Santos and its Gladstone LNG (GLNG) partners have approved the A$400m ($301.48m) development of the Arcadia coal seam gas project in the Bowen Basin, Queensland, Australia.
The planned project investment comes after the parties’ announcement in February to make a capital investment of A$900m ($678.33m) in upstream developments in the Maranoa, Western Downs, Central Highlands and Banana regions of Queensland.
The investments will enable Santos to increase supply to its GLNG processing facility.
Santos managing director and CEO Kevin Gallagher said: “The Arcadia gas project will create up to 300 construction jobs and local business opportunities in the Central Highlands region, helping to sustain and boost the benefits of Santos’ and GLNG’s earlier investments.
“This initial phase of the Arcadia development will at its peak deliver in excess of 75TJ/day to the gas supply for the GLNG project. This is great news for both the domestic gas market and our LNG exports.”
A total of 137 new wells are to be drilled at the project, which is located near Injune, approximately 680km north-west of Brisbane.

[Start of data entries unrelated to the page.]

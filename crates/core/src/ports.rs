use crate::domain::MatchRecord;
use std::fmt;
use std::io;

pub type Result<T> = std::result::Result<T, Error>;

/// Failure taxonomy shared by every port.
#[derive(Debug)]
pub enum Error {
    /// An input resource could not be read, or an output destination written.
    Io(io::Error),
    /// A raw row did not map into a typed record. `line` is the 1-based
    /// source line, filled in by the reader once it is known.
    Decode { line: Option<u64>, message: String },
    /// Invalid wiring input supplied by the caller.
    Config(String),
}

impl Error {
    /// A decode failure whose source line is not yet known.
    pub fn decode(message: impl Into<String>) -> Self {
        Error::Decode {
            line: None,
            message: message.into(),
        }
    }

    /// Pins a decode failure to a source line; other variants pass through.
    pub fn at_line(self, line: u64) -> Self {
        match self {
            Error::Decode {
                line: None,
                message,
            } => Error::Decode {
                line: Some(line),
                message,
            },
            other => other,
        }
    }
}

impl fmt::Display for Error {
    fn fmt(&self, f: &mut fmt::Formatter<'_>) -> fmt::Result {
        match self {
            Error::Io(err) => write!(f, "I/O error: {}", err),
            Error::Decode {
                line: Some(line),
                message,
            } => write!(f, "decode error on line {}: {}", line, message),
            Error::Decode {
                line: None,
                message,
            } => write!(f, "decode error: {}", message),
            Error::Config(message) => write!(f, "configuration error: {}", message),
        }
    }
}

impl std::error::Error for Error {
    fn source(&self) -> Option<&(dyn std::error::Error + 'static)> {
        match self {
            Error::Io(err) => Some(err),
            _ => None,
        }
    }
}

impl From<io::Error> for Error {
    fn from(err: io::Error) -> Self {
        Error::Io(err)
    }
}

/// Maps one raw row of text fields to a typed record.
///
/// This is the single customizable step of the tabular reader; the loading
/// and splitting algorithm around it is fixed.
pub trait RowDecoder {
    fn decode(&self, fields: &[&str]) -> Result<MatchRecord>;
}

/// Computes a textual summary from a sequence of match records.
pub trait Analyzer {
    fn run(&self, records: &[MatchRecord]) -> String;
}

/// Trait for rendering a summary to an output destination.
/// This is a port (interface) that defines how the core communicates with output adapters.
pub trait ReportWriter: Send + Sync {
    fn print(&self, summary: &str) -> Result<()>;
}
use clap::Parser;
use console_adapter::ConsoleReport;
use csv_adapter::{CsvTableReader, MatchRowDecoder};
use html_adapter::HtmlFileReport;
use matchday_core::application::ReportService;
use matchday_core::ports::{Error, ReportWriter, Result, RowDecoder};

/// CLI tool to read match results from a CSV listing and report a team's win count
#[derive(Parser, Debug)]
#[command(name = "matchday")]
#[command(about = "Reads match results from a CSV file and reports how many games a team won")]
struct Cli {
    /// Path to the source CSV file of match results
    #[arg(short = 'i', long = "input", required = true)]
    input: String,

    /// Team whose wins are counted (exact, case-sensitive name)
    #[arg(short = 't', long = "team", required = true)]
    team: String,

    /// Path where the HTML report will be written
    #[arg(short = 'o', long = "output", default_value = "report.html")]
    output: String,

    /// Treat the first line of the input as a header and skip it
    #[arg(long = "has-header")]
    has_header: bool,
}

fn run(cli: &Cli) -> Result<()> {
    if cli.team.trim().is_empty() {
        return Err(Error::Config("team name must not be empty".to_string()));
    }

    // Instantiate the tabular reader with the concrete row decoder
    let decoder: Box<dyn RowDecoder> = Box::new(MatchRowDecoder);
    let mut reader = CsvTableReader::new(decoder);
    if cli.has_header {
        reader = reader.with_header_row();
    }

    // One load feeds every report run
    let records = reader.load(&cli.input)?;

    // Console report first, then the HTML file report, over the same records
    let console: Box<dyn ReportWriter> = Box::new(ConsoleReport);
    ReportService::wins(cli.team.clone(), console).build_and_print(&records)?;

    let file: Box<dyn ReportWriter> = Box::new(HtmlFileReport::new(cli.output.clone()));
    ReportService::wins(cli.team.clone(), file).build_and_print(&records)?;

    Ok(())
}

fn main() {
    let cli = Cli::parse();

    match run(&cli) {
        Ok(()) => {
            println!("Report written to {}", cli.output);
        }
        Err(e) => {
            eprintln!("Error building report: {}", e);
            std::process::exit(1);
        }
    }
}
use chrono::NaiveDate;

/// Final outcome of a match, as encoded in the source data.
#[derive(Debug, Clone, Copy, PartialEq, Eq)]
pub enum MatchResult {
    HomeWin,
    AwayWin,
    Draw,
}

impl MatchResult {
    /// Maps a raw result code to its enumeration value.
    ///
    /// Recognized codes: "H" (home win), "A" (away win), "D" (draw).
    /// Any other code is a decode failure at the caller.
    pub fn from_token(token: &str) -> Option<Self> {
        match token {
            "H" => Some(MatchResult::HomeWin),
            "A" => Some(MatchResult::AwayWin),
            "D" => Some(MatchResult::Draw),
            _ => None,
        }
    }

    /// The canonical one-letter code for this result.
    pub fn token(&self) -> &'static str {
        match self {
            MatchResult::HomeWin => "H",
            MatchResult::AwayWin => "A",
            MatchResult::Draw => "D",
        }
    }
}

/// One decoded match result. The `result` field is taken verbatim from the
/// source; consistency with the goal counts is not enforced.
#[derive(Debug, Clone, PartialEq, Eq)]
pub struct MatchRecord {
    pub date: NaiveDate,
    pub home_team: String,
    pub away_team: String,
    pub home_goals: u32,
    pub away_goals: u32,
    pub result: MatchResult,
    pub competition: String,
}

impl MatchRecord {
    /// Whether the given team won this match.
    ///
    /// Team names are compared by exact string equality. A team that
    /// appears only as the loser, or in a draw, does not match.
    pub fn is_won_by(&self, team: &str) -> bool {
        (self.home_team == team && self.result == MatchResult::HomeWin)
            || (self.away_team == team && self.result == MatchResult::AwayWin)
    }
}
use matchday_core::domain::{MatchRecord, MatchResult};
use matchday_core::ports::{Error, Result, RowDecoder};
use matchday_core::utils::parse_match_date;
use std::fs::File;
use std::path::Path;

/// Decoder for the fixed seven-field match row layout:
/// date, home team, away team, home goals, away goals, result code, competition.
///
/// Team and competition fields are taken verbatim; no trimming or case
/// normalization is applied.
pub struct MatchRowDecoder;

impl RowDecoder for MatchRowDecoder {
    fn decode(&self, fields: &[&str]) -> Result<MatchRecord> {
        if fields.len() != 7 {
            return Err(Error::decode(format!(
                "expected 7 fields, got {}",
                fields.len()
            )));
        }

        let date = parse_match_date(fields[0])
            .ok_or_else(|| Error::decode(format!("'{}' is not a calendar date", fields[0])))?;
        let home_goals = parse_goals(fields[3], "home goals")?;
        let away_goals = parse_goals(fields[4], "away goals")?;
        let result = MatchResult::from_token(fields[5])
            .ok_or_else(|| Error::decode(format!("unrecognized result code '{}'", fields[5])))?;

        Ok(MatchRecord {
            date,
            home_team: fields[1].to_string(),
            away_team: fields[2].to_string(),
            home_goals,
            away_goals,
            result,
            competition: fields[6].to_string(),
        })
    }
}

fn parse_goals(text: &str, field: &str) -> Result<u32> {
    text.parse::<u32>().map_err(|_| {
        Error::decode(format!("{} '{}' is not a non-negative integer", field, text))
    })
}

/// Reader for comma-separated match listings.
///
/// The loading and splitting algorithm is fixed; the injected decoder is
/// the only customizable step (one raw row in, one typed record out).
pub struct CsvTableReader {
    decoder: Box<dyn RowDecoder>,
    has_header_row: bool,
}

impl CsvTableReader {
    /// Creates a reader that treats every line of the input as data.
    pub fn new(decoder: Box<dyn RowDecoder>) -> Self {
        Self {
            decoder,
            has_header_row: false,
        }
    }

    /// Treats the first line of the input as a header and skips it.
    pub fn with_header_row(mut self) -> Self {
        self.has_header_row = true;
        self
    }

    /// Loads every row of the file at `path`, in source order.
    ///
    /// The whole load aborts on the first row that fails to decode; the
    /// error carries the 1-based source line number. Blank rows, such as
    /// the one produced by a trailing newline, are skipped. The input
    /// format has no quoting or escaping, so quoting is disabled and a
    /// comma always separates fields.
    pub fn load(&self, path: impl AsRef<Path>) -> Result<Vec<MatchRecord>> {
        let file = File::open(path.as_ref())?;
        let mut reader = csv::ReaderBuilder::new()
            .has_headers(self.has_header_row)
            .quoting(false)
            .flexible(true)
            .from_reader(file);

        let mut records = Vec::new();
        for row in reader.records() {
            let row = row.map_err(row_error)?;
            let line = row.position().map(|p| p.line()).unwrap_or(0);

            let fields: Vec<&str> = row.iter().collect();
            if fields.iter().all(|field| field.is_empty()) {
                continue;
            }

            let record = self
                .decoder
                .decode(&fields)
                .map_err(|err| err.at_line(line))?;
            records.push(record);
        }
        Ok(records)
    }
}

fn row_error(err: csv::Error) -> Error {
    let line = err.position().map(|p| p.line());
    let message = err.to_string();
    match err.into_kind() {
        csv::ErrorKind::Io(io_err) => Error::Io(io_err),
        _ => Error::Decode { line, message },
    }
}

#[cfg(test)]
mod tests {
    use super::*;
    use std::io::Write;
    use tempfile::NamedTempFile;

    fn write_fixture(content: &str) -> NamedTempFile {
        let mut file = NamedTempFile::new().unwrap();
        file.write_all(content.as_bytes()).unwrap();
        file.flush().unwrap();
        file
    }

    fn reader() -> CsvTableReader {
        CsvTableReader::new(Box::new(MatchRowDecoder))
    }

    #[test]
    fn test_load_returns_records_in_source_order() {
        let file = write_fixture("2024-01-01,A,B,2,1,H,Cup\n2024-01-02,B,A,0,0,D,Cup\n");

        let records = reader().load(file.path()).unwrap();

        assert_eq!(records.len(), 2);
        assert_eq!(records[0].home_team, "A");
        assert_eq!(records[0].away_team, "B");
        assert_eq!(records[0].home_goals, 2);
        assert_eq!(records[0].result, MatchResult::HomeWin);
        assert_eq!(records[1].result, MatchResult::Draw);
        assert_eq!(records[1].competition, "Cup");
    }

    #[test]
    fn test_loaded_records_feed_a_wins_report() {
        use matchday_core::analysis::WinsAnalysis;
        use matchday_core::ports::Analyzer;

        let file = write_fixture("2024-01-01,A,B,2,1,H,Cup\n2024-01-02,B,A,0,0,D,Cup\n");

        let records = reader().load(file.path()).unwrap();

        assert_eq!(WinsAnalysis::new("A").run(&records), "A won 1 games");
    }

    #[test]
    fn test_load_filters_trailing_empty_lines() {
        let file = write_fixture("2024-01-01,A,B,2,1,H,Cup\n\n\n");

        let records = reader().load(file.path()).unwrap();

        assert_eq!(records.len(), 1);
    }

    #[test]
    fn test_load_aborts_on_unknown_result_code() {
        let file = write_fixture("2024-01-01,A,B,2,1,H,Cup\n2024-01-02,B,A,1,0,X,Cup\n");

        let err = reader().load(file.path()).unwrap_err();

        match err {
            Error::Decode { line, message } => {
                assert_eq!(line, Some(2));
                assert!(message.contains("'X'"), "unexpected message: {}", message);
            }
            other => panic!("expected a decode error, got: {}", other),
        }
    }

    #[test]
    fn test_load_aborts_on_bad_goal_count() {
        let file = write_fixture("2024-01-01,A,B,two,1,H,Cup\n");

        let err = reader().load(file.path()).unwrap_err();

        assert!(matches!(err, Error::Decode { line: Some(1), .. }));
    }

    #[test]
    fn test_load_aborts_on_bad_date() {
        let file = write_fixture("someday,A,B,2,1,H,Cup\n");

        let err = reader().load(file.path()).unwrap_err();

        assert!(matches!(err, Error::Decode { line: Some(1), .. }));
    }

    #[test]
    fn test_load_missing_file_is_an_io_error() {
        let err = reader().load("no-such-directory/matches.csv").unwrap_err();

        assert!(matches!(err, Error::Io(_)));
    }

    #[test]
    fn test_load_skips_header_row_when_configured() {
        let file = write_fixture(
            "Date,Home,Away,HomeGoals,AwayGoals,Result,Competition\n2024-01-01,A,B,2,1,H,Cup\n",
        );

        let records = reader().with_header_row().load(file.path()).unwrap();

        assert_eq!(records.len(), 1);
        assert_eq!(records[0].home_team, "A");
    }

    #[test]
    fn test_decode_round_trips_core_fields() {
        let fields = ["2024-01-01", "A", "B", "2", "1", "H", "Cup"];

        let record = MatchRowDecoder.decode(&fields).unwrap();

        assert_eq!(record.date.format("%Y-%m-%d").to_string(), "2024-01-01");
        assert_eq!(record.home_goals.to_string(), "2");
        assert_eq!(record.away_goals.to_string(), "1");
        assert_eq!(record.result.token(), "H");
    }

    #[test]
    fn test_decode_rejects_wrong_field_count() {
        let err = MatchRowDecoder.decode(&["2024-01-01", "A"]).unwrap_err();

        assert!(matches!(err, Error::Decode { line: None, .. }));
        assert!(err.to_string().contains("expected 7 fields"));
    }

    #[test]
    fn test_decode_rejects_negative_goals() {
        let fields = ["2024-01-01", "A", "B", "-2", "1", "H", "Cup"];

        let err = MatchRowDecoder.decode(&fields).unwrap_err();

        assert!(err.to_string().contains("home goals"));
    }
}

Other infrastructure to be constructed at the project will include a 140km gas and water gathering network, two 4G communication towers, a new compression station, a 4Ml a day water treatment plant, a 5MW gas-fired power station, and associated roads and infrastructure.
The decision to approve the project comes after a successful 13-well pilot programme, which was undertaken to test changes to the planned well design and operating philosophy.
Gallagher added: “Santos will apply our low-cost operating model, and a well design and water management approach tailored for the Arcadia field, to extract more gas for less money.”